** Opening Records shown block **
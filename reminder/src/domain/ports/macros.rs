//! Helper macro for port error enums.
//!
//! Each variant gets a `thiserror` message and a snake-case constructor whose
//! fields accept `impl Into<T>`, so adapters can write
//! `SlackGatewayError::transport(err.to_string())`.

macro_rules! define_port_error {
    (@ctor $variant:ident) => {
        ::paste::paste! {
            pub fn [<$variant:snake>]() -> Self {
                Self::$variant
            }
        }
    };

    (@ctor $variant:ident { $($field:ident : $ty:ty),* $(,)? }) => {
        define_port_error!(@ctor_impl $variant () () $( $field : $ty, )*);
    };

    (@ctor_impl $variant:ident ($($params:tt)*) ($($inits:tt)*) ) => {
        ::paste::paste! {
            pub fn [<$variant:snake>]($($params)*) -> Self {
                Self::$variant { $($inits)* }
            }
        }
    };

    (@ctor_impl $variant:ident ($($params:tt)*) ($($inits:tt)*) $field:ident : $ty:ty, $($rest:tt)*) => {
        define_port_error!(
            @ctor_impl
            $variant
            ($($params)* $field: impl Into<$ty>,)
            ($($inits)* $field: $field.into(),)
            $($rest)*
        );
    };
    (
        $(#[$outer:meta])*
        pub enum $name:ident {
            $(
                $(#[$variant_meta:meta])*
                $variant:ident $( { $($field:ident : $ty:ty),* $(,)? } )? => $message:expr
            ),* $(,)?
        }
    ) => {
        $(#[$outer])*
        #[derive(Debug, Clone, PartialEq, Eq, thiserror::Error)]
        pub enum $name {
            $(
                $(#[$variant_meta])*
                #[error($message)]
                $variant $( { $($field : $ty),* } )?,
            )*
        }

        impl $name {
            $(
                define_port_error!(@ctor $variant $( { $($field : $ty),* } )?);
            )*
        }
    };
}

pub(crate) use define_port_error;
** Closing Records shown block **
To do:
Write out the full set of records exactly as given.

Finished task:
filename reminder/src/domain/ports/macros.rs
//! Helper macro for port error enums.
//!
//! Each variant gets a `thiserror` message and a snake-case constructor whose
//! fields accept `impl Into<T>`, so adapters can write
//! `SlackGatewayError::transport(err.to_string())`.

macro_rules! define_port_error {
    (@ctor $variant:ident) => {
        ::paste::paste! {
            pub fn [<$variant:snake>]() -> Self {
                Self::$variant
            }
        }
    };

    (@ctor $variant:ident { $($field:ident : $ty:ty),* $(,)? }) => {
        define_port_error!(@ctor_impl $variant () () $( $field : $ty, )*);
    };

    (@ctor_impl $variant:ident ($($params:tt)*) ($($inits:tt)*) ) => {
        ::paste::paste! {
            pub fn [<$variant:snake>]($($params)*) -> Self {
                Self::$variant { $($inits)* }
            }
        }
    };

    (@ctor_impl $variant:ident ($($params:tt)*) ($($inits:tt)*) $field:ident : $ty:ty, $($rest:tt)*) => {
        define_port_error!(
            @ctor_impl
            $variant
            ($($params)* $field: impl Into<$ty>,)
            ($($inits)* $field: $field.into(),)
            $($rest)*
        );
    };
    (
        $(#[$outer:meta])*
        pub enum $name:ident {
            $(
                $(#[$variant_meta:meta])*
                $variant:ident $( { $($field:ident : $ty:ty),* $(,)? } )? => $message:expr
            ),* $(,)?
        }
    ) => {
        $(#[$outer])*
        #[derive(Debug, Clone, PartialEq, Eq, thiserror::Error)]
        pub enum $name {
            $(
                $(#[$variant_meta])*
                #[error($message)]
                $variant $( { $($field : $ty),* } )?,
            )*
        }

        impl $name {
            $(
                define_port_error!(@ctor $variant $( { $($field : $ty),* } )?);
            )*
        }
    };
}

pub(crate) use define_port_error;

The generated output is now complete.